UChicago MBSAA honors six alumni with its highest honor

This year, the University of Chicago Medical & Biological Sciences Alumni Association (UChicago MBSAA) introduced an update to its Alumni Awards.

Led by Doriane Miller, MD’83, vice president of the UChicago MBSAA, an ad hoc committee formed in 2019 to discuss ways to expand recognition of alumni contributions. The Alumni Senate approved a change to the UChicago MBSAA bylaws at their June 2019 meeting which supported the committee’s recommendation to create four Alumni Award categories. The Distinguished Alumni Award, formerly known as the Distinguished Service Award, recognizes the contributions alumni have made to the fields of medicine and science.
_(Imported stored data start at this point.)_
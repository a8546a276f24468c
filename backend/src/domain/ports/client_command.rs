//! Driving port for client creation.

use async_trait::async_trait;

use crate::domain::{Client, Error, NewClient};

/// Use-case port for registering a new client.
#[cfg_attr(test, mockall::automock)]
#[async_trait]
pub trait ClientCommand: Send + Sync {
    /// Create a client; fails with `Conflict` when the pesel is taken.
    async fn create_client(&self, client: NewClient) -> Result<Client, Error>;
}
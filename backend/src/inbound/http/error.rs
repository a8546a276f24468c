//! HTTP adapter mapping for domain errors.
//!
//! Purpose: keep the domain error type HTTP-agnostic while allowing Actix
//! handlers to turn domain failures into consistent JSON responses and status
//! codes.

use actix_web::{HttpResponse, ResponseError, http::StatusCode};
use tracing::error;

use crate::domain::{Error, ErrorCode, TRACE_ID_HEADER};

/// Convenient result alias for HTTP handlers.
pub type ApiResult<T> = Result<T, Error>;

fn status_for(code: ErrorCode) -> StatusCode {
    match code {
        ErrorCode::InvalidRequest | ErrorCode::CapacityExceeded => StatusCode::BAD_REQUEST,
        ErrorCode::NotFound => StatusCode::NOT_FOUND,
        ErrorCode::Conflict => StatusCode::CONFLICT,
        ErrorCode::InternalError => StatusCode::INTERNAL_SERVER_ERROR,
    }
}

fn redact_if_internal(error: &Error) -> Error {
    if matches!(error.code(), ErrorCode::InternalError) {
        // The diagnostic stays in the logs; clients only see the envelope.
        error!(message = %error.message(), trace_id = ?error.trace_id(), "internal error");
        let mut redacted = Error::internal("Internal server error");
        if let Some(id) = error.trace_id() {
            redacted = redacted.with_trace_id(id.to_owned());
        }
        redacted
    } else {
        error.clone()
    }
}

impl ResponseError for Error {
    fn status_code(&self) -> StatusCode {
        status_for(self.code())
    }

    fn error_response(&self) -> HttpResponse {
        let mut builder = HttpResponse::build(self.status_code());
        if let Some(id) = self.trace_id() {
            builder.insert_header((TRACE_ID_HEADER, id.to_owned()));
        }

        builder.json(redact_if_internal(self))
    }
}

#[cfg(test)]
mod tests;
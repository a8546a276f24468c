//! Trip booking service library.
//!
//! Hexagonal layout: [`domain`] holds the model, services and ports;
//! [`inbound`] adapts HTTP requests onto the driving ports; [`outbound`]
//! implements the driven ports over PostgreSQL.

pub mod doc;
pub mod domain;
pub mod inbound;
pub mod middleware;
pub mod outbound;
pub mod settings;
#[cfg(feature = "test-support")]
pub mod test_support;

/// Public OpenAPI surface used by Swagger UI and tooling.
pub use doc::ApiDoc;
pub use domain::TraceId;
pub use middleware::Trace;
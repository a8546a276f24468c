//! Port for trip catalogue reads.

use async_trait::async_trait;

use crate::domain::{ClientId, ClientTrip, TripCountry, TripId};

use super::define_port_error;

define_port_error! {
    /// Errors raised by trip repository adapters.
    pub enum TripRepositoryError {
        /// Repository connection could not be established.
        Connection { message: String } => "trip repository connection failed: {message}",
        /// Query failed during execution.
        Query { message: String } => "trip repository query failed: {message}",
    }
}

/// Read-only access to trips, their countries and client registrations.
#[cfg_attr(test, mockall::automock)]
#[async_trait]
pub trait TripRepository: Send + Sync {
    /// Report whether a trip with this identifier exists.
    async fn exists(&self, id: TripId) -> Result<bool, TripRepositoryError>;

    /// Every (trip, country) pair of the inner join, ordered by trip start
    /// date, latest first. Trips without a country do not appear.
    async fn list_with_countries(&self) -> Result<Vec<TripCountry>, TripRepositoryError>;

    /// Trips the client is registered for, with registration metadata.
    async fn list_for_client(
        &self,
        client_id: ClientId,
    ) -> Result<Vec<ClientTrip>, TripRepositoryError>;
}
The Alumni Service Award, a new category in the 2020 awards cycle, recognizes contributions alumni have made through philanthropy and volunteer service to the University of Chicago. Both awards include a category to recognize early achievements in career and service made by alumni graduating within the past 15 years.
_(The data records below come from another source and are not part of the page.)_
//! PostgreSQL-backed `ClientRepository` implementation using Diesel ORM.

use async_trait::async_trait;
use diesel::prelude::*;
use diesel_async::RunQueryDsl;

use crate::domain::ports::{ClientRepository, ClientRepositoryError};
use crate::domain::{Client, ClientId, NewClient, Pesel};

use super::diesel_error_mapping::{
    is_unique_violation, map_basic_diesel_error, map_basic_pool_error,
};
use super::models::{ClientRow, NewClientRow};
use super::pool::{DbPool, PoolError};
use super::schema::client;

/// Diesel-backed implementation of the client repository port.
#[derive(Clone)]
pub struct DieselClientRepository {
    pool: DbPool,
}

impl DieselClientRepository {
    /// Create a new repository with the given connection pool.
    pub fn new(pool: DbPool) -> Self {
        Self { pool }
    }
}

fn map_pool_error(error: PoolError) -> ClientRepositoryError {
    map_basic_pool_error(error, ClientRepositoryError::connection)
}

fn map_diesel_error(error: diesel::result::Error) -> ClientRepositoryError {
    map_basic_diesel_error(
        error,
        ClientRepositoryError::query,
        ClientRepositoryError::connection,
    )
}

fn row_to_client(row: ClientRow) -> Result<Client, ClientRepositoryError> {
    let id = row.id_client;
    Client::try_from(row)
        .map_err(|err| ClientRepositoryError::query(format!("invalid client row {id}: {err}")))
}

#[async_trait]
impl ClientRepository for DieselClientRepository {
    async fn exists(&self, id: ClientId) -> Result<bool, ClientRepositoryError> {
        let mut conn = self.pool.get().await.map_err(map_pool_error)?;
        diesel::select(diesel::dsl::exists(
            client::table.filter(client::id_client.eq(id.get())),
        ))
        .get_result(&mut conn)
        .await
        .map_err(map_diesel_error)
    }

    async fn find_by_pesel(&self, pesel: &Pesel) -> Result<Option<Client>, ClientRepositoryError> {
        let mut conn = self.pool.get().await.map_err(map_pool_error)?;
        let row: Option<ClientRow> = client::table
            .filter(client::pesel.eq(pesel.as_str()))
            .select(ClientRow::as_select())
            .first(&mut conn)
            .await
            .optional()
            .map_err(map_diesel_error)?;
        row.map(row_to_client).transpose()
    }

    async fn insert(&self, new_client: &NewClient) -> Result<Client, ClientRepositoryError> {
        let mut conn = self.pool.get().await.map_err(map_pool_error)?;
        let row: ClientRow = diesel::insert_into(client::table)
            .values(NewClientRow::from(new_client))
            .returning(ClientRow::as_returning())
            .get_result(&mut conn)
            .await
            .map_err(|err| {
                if is_unique_violation(&err) {
                    ClientRepositoryError::duplicate_pesel(new_client.pesel().as_str())
                } else {
                    map_diesel_error(err)
                }
            })?;
        row_to_client(row)
    }
}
The 2020 recipients of the Distinguished Alumni Award and Alumni Service Award will be honored at the UChicago MBSAA Alumni Awards Luncheon during the 2021 Pritzker School of Medicine Reunion.

Distinguished Alumni Award Recipients:
Alex Dehgan

Alex Dehgan, SM’03, PhD’03
CEO and Co-Founder
Conservation X Labs

Dr. Dehgan is the chief executive officer and co-founder of Conservation X Labs, a global nonprofit startup headquartered in Washington, DC, which mobilizes innovation and technology to end the Sixth Mass Extinction. Dehgan has spent his career harnessing science, technology, and innovation to address the biggest critical challenges facing humanity globally and to build bonds to connect nations over shared problems.
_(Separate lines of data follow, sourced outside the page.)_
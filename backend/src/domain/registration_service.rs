//! Registration domain service.
//!
//! Both operations first confirm that the client and the trip exist so the
//! caller receives `NotFound` before any write is attempted. The capacity
//! check itself runs inside the repository, atomically with the insert.

use std::sync::Arc;

use async_trait::async_trait;
use mockable::Clock;
use tracing::{info, warn};

use crate::domain::client_service::map_trip_repository_error;
use crate::domain::ports::{
    ClientRepository, ClientRepositoryError, RegistrationCommand, RegistrationRepository,
    RegistrationRepositoryError, TripRepository,
};
use crate::domain::{Error, Registration, RegistrationDate, RegistrationKey};

fn map_client_lookup_error(error: ClientRepositoryError) -> Error {
    Error::internal(format!("client lookup failed: {error}"))
}

fn map_registration_error(key: RegistrationKey, error: RegistrationRepositoryError) -> Error {
    match error {
        RegistrationRepositoryError::Connection { message } => {
            Error::internal(format!("registration repository unavailable: {message}"))
        }
        RegistrationRepositoryError::Query { message } => {
            Error::internal(format!("registration repository error: {message}"))
        }
        RegistrationRepositoryError::TripNotFound { trip_id } => {
            Error::not_found(format!("trip {trip_id} not found"))
        }
        RegistrationRepositoryError::CapacityReached {
            max_people,
            registered,
        } => Error::capacity_exceeded(format!(
            "trip {} is full: {registered} of {max_people} places taken",
            key.trip_id
        )),
        RegistrationRepositoryError::AlreadyRegistered { client_id, trip_id } => Error::conflict(
            format!("client {client_id} is already registered for trip {trip_id}"),
        ),
    }
}

/// Service implementing [`RegistrationCommand`].
#[derive(Clone)]
pub struct RegistrationService<C, T, R> {
    clients: Arc<C>,
    trips: Arc<T>,
    registrations: Arc<R>,
    clock: Arc<dyn Clock>,
}

impl<C, T, R> RegistrationService<C, T, R> {
    /// Create a registration service.
    ///
    /// `clock` supplies the registration date.
    pub fn new(
        clients: Arc<C>,
        trips: Arc<T>,
        registrations: Arc<R>,
        clock: Arc<dyn Clock>,
    ) -> Self {
        Self {
            clients,
            trips,
            registrations,
            clock,
        }
    }

    fn today(&self) -> Result<RegistrationDate, Error> {
        RegistrationDate::from_date(self.clock.utc().date_naive())
            .map_err(|err| Error::internal(format!("cannot encode registration date: {err}")))
    }
}

impl<C, T, R> RegistrationService<C, T, R>
where
    C: ClientRepository,
    T: TripRepository,
{
    async fn ensure_parties_exist(&self, key: RegistrationKey) -> Result<(), Error> {
        let client_known = self
            .clients
            .exists(key.client_id)
            .await
            .map_err(map_client_lookup_error)?;
        if !client_known {
            return Err(Error::not_found(format!("client {} not found", key.client_id)));
        }

        let trip_known = self
            .trips
            .exists(key.trip_id)
            .await
            .map_err(map_trip_repository_error)?;
        if !trip_known {
            return Err(Error::not_found(format!("trip {} not found", key.trip_id)));
        }
        Ok(())
    }
}

#[async_trait]
impl<C, T, R> RegistrationCommand for RegistrationService<C, T, R>
where
    C: ClientRepository,
    T: TripRepository,
    R: RegistrationRepository,
{
    async fn register(&self, key: RegistrationKey) -> Result<Registration, Error> {
        self.ensure_parties_exist(key).await?;

        let registration = Registration::unpaid(key, self.today()?);
        self.registrations
            .insert_within_capacity(&registration)
            .await
            .map_err(|err| map_registration_error(key, err))?;

        info!(%key, registered_at = %registration.registered_at, "registration created");
        Ok(registration)
    }

    async fn cancel(&self, key: RegistrationKey) -> Result<(), Error> {
        self.ensure_parties_exist(key).await?;

        let registered = self
            .registrations
            .exists(key)
            .await
            .map_err(|err| map_registration_error(key, err))?;
        if !registered {
            return Err(Error::not_found(format!("registration for {key} not found")));
        }

        let removed = self
            .registrations
            .delete(key)
            .await
            .map_err(|err| map_registration_error(key, err))?;
        if removed == 0 {
            // Lost a race with a concurrent cancel between the check and the
            // delete.
            warn!(%key, "registration disappeared before delete");
            return Err(Error::internal(format!(
                "failed to delete registration for {key}"
            )));
        }

        info!(%key, "registration cancelled");
        Ok(())
    }
}

#[cfg(test)]
#[path = "registration_service_tests.rs"]
mod tests;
Dehgan recently served as the chief scientist at the United States Agency for International Development (USAID), with the rank of assistant administrator. During his time at USAID, Dehgan began the Office of Science and Technology, helped design and launched the Global Development Lab—a new innovation institute within USAID modeled on the Defense Advanced Research Projects Agency (DARPA)— and was part of the founding team of USAID’s Bureau for Policy, Planning, and Learning. Dehgan has worked in multiple positions under successive administrations at the Department of State, including within the Office of the Secretary of State, the Bureau of Near Eastern Affairs, as well as in Iraq under the Coalition Provisional Authority, where he redirected former weapons scientists and worked to rebuild civilian science in Iraq after the United States invasion. Dehgan also developed and helped coordinate the Obama Administration’s scientific diplomacy strategy with Iran at the start of the US-Iran negotiations. Dehgan is the founding country director of the Wildlife Conservation Society Afghanistan Program and helped create Afghanistan’s first national park, an undertaking chronicled in his book, The Snow Leopard Project.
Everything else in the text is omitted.